So who knew that our wedding last September would be a blueprint for so many brides during this time? I love the idea of a small wedding followed by a larger party at a later date. I also understand that some have always dreamed of the big wedding and that is ok too! Whether you are restructuring your wedding or postponing it, please know that my heart is with you. 

I cannot begin to imagine the amount of stress and sadness that comes with the uncertainty of being a bride during this time. My deepest love and sympathies go out to anyone struggling with planning right now. Your feelings are valid and understood and I'm sending you all the love I can.

My hope is that this post can help some who are looking to plan a small wedding on their own. I think our wedding met all the typical expectations and we only had two vendors for our big day: table and chair rentals (who we never even saw, they dropped everything off when we were gone and picked them up the same way), and a chef -- who again we only came in contact with/near when we were being served at the table. 

With all that said, I wanted to answer some FAQs I've been getting lately in terms of hosting and planning a small wedding. This is all obviously based on my own experience and my opinions, but if you have any more questions, please feel free to email me. Be as specific as possible and I'll give you the full rundown!!

For anyone new, here is a quick, little rundown of our wedding:

Andrew and I were married last September in Nantucket in a small, intimate backyard wedding. We found a rental house that could fit all of our guests, rented it for a week, and got married in the backyard on a Thursday. There were 14 adults (and two young children) including Andrew and me at the ceremony where my dad married us. We had a MOH (my sister), a flower girl (my niece), a best man (Andrew's best friend), and a ring bearer (my nephew). Our moms walked us down the aisle and Andrew's dad read a passage during the wedding.

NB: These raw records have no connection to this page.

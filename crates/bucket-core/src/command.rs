//! Inbound command vocabulary.
//!
//! Commands are the exact reply-keyboard labels the bot presents, plus
//! `/start`. The label constants live here so the transport renders its
//! keyboard from the same strings this parser matches — content is part of
//! the machine's contract, rendering is the transport's.

/// `/start` greeting.
pub const START: &str = "/start";
/// Begin the bucket-creation flow.
pub const NEW_BUCKET: &str = "🆕 New bucket";
/// List every owned bucket.
pub const MY_BUCKETS: &str = "🗑 My buckets";
/// Begin adding a shared bucket by id.
pub const ADD_BUCKET: &str = "➕ Add bucket";
/// Begin selecting an owned bucket by id.
pub const SET_BUCKET: &str = "☑️ Set bucket";
/// Begin the two-step concept-creation flow.
pub const NEW_CONCEPT: &str = "💡 New concept";
/// List the concepts of the selected bucket.
pub const MY_CONCEPTS: &str = "📝 My concepts";
/// Show the selected bucket's overview.
pub const WHICH_BUCKET: &str = "❓ Which bucket";
/// Abandon whatever flow is pending.
pub const CANCEL: &str = "❌ Cancel";

/// Keyboard layout, two labels per row, as the bot presents it.
pub const KEYBOARD_ROWS: [[&str; 2]; 4] = [
    [NEW_BUCKET, MY_BUCKETS],
    [ADD_BUCKET, SET_BUCKET],
    [NEW_CONCEPT, MY_CONCEPTS],
    [WHICH_BUCKET, CANCEL],
];

/// A recognized inbound command.
#[derive(Debug, Clone, Copy, PartialEq, Eq)]
pub enum Command {
    Start,
    NewBucket,
    MyBuckets,
    AddBucket,
    SetBucket,
    NewConcept,
    MyConcepts,
    WhichBucket,
    Cancel,
}

impl Command {
    /// Parse an inbound text; `None` means free text.
    pub fn parse(text: &str) -> Option<Self> {
        match text {
            START => Some(Self::Start),
            NEW_BUCKET => Some(Self::NewBucket),
            MY_BUCKETS => Some(Self::MyBuckets),
            ADD_BUCKET => Some(Self::AddBucket),
            SET_BUCKET => Some(Self::SetBucket),
            NEW_CONCEPT => Some(Self::NewConcept),
            MY_CONCEPTS => Some(Self::MyConcepts),
            WHICH_BUCKET => Some(Self::WhichBucket),
            CANCEL => Some(Self::Cancel),
            _ => None,
        }
    }
}

// ── tests ────────────────────────────────────────────────────────────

Then that night we had a private dinner prepared by a hired chef at the house on the back porch. We had our first dance with each other and our parents, we had speeches during dinner, and we cut a small cake (made by my mom) after dinner. After dinner and dessert, we all jumped into the pool, changed, played games, and drank at the house.

The following day, the rest of our 100 invited guests arrived on Nantucket. These included our extended family and friends. Friday night we hosted a welcome party at the house for everyone. On Saturday we hosted everyone again at Cisco Brewery for drinks and lunch, and then Saturday night we held our bigger wedding reception. There we had a second first dance (in my wedding dress + Andrew's tux), danced,  drank, had dinner and Andrew gave a speech. After the party, we went to The Chicken Box for an after-party. 


QUESTIONS:
(I added a lot of these together as this was THE most asked question) Cutting down the guest list and not offending anyone. Were people mad? How did you tell people? Parents' requests? Differences in invitations (saying invited to wedding vs. invited to the party).

I'll start with who we invited and how we told everyone. Our guest list for the ceremony was our parents, our siblings, and one friend each. It worked because we each have a sister so it evened out. I also invited my step-siblings (four of them), but they weren't able to make a mid-week wedding so they came to the weekend party. We also invited one friend each. This worked out because Andrew wanted his best friend to be his best man and I was able to invite my best friend Caitlin.

So in total we each had our parents, our sisters (and their husbands) and our best friend. I understand that it's not possible for everyone to do something like this who may have larger weddings but it worked for us.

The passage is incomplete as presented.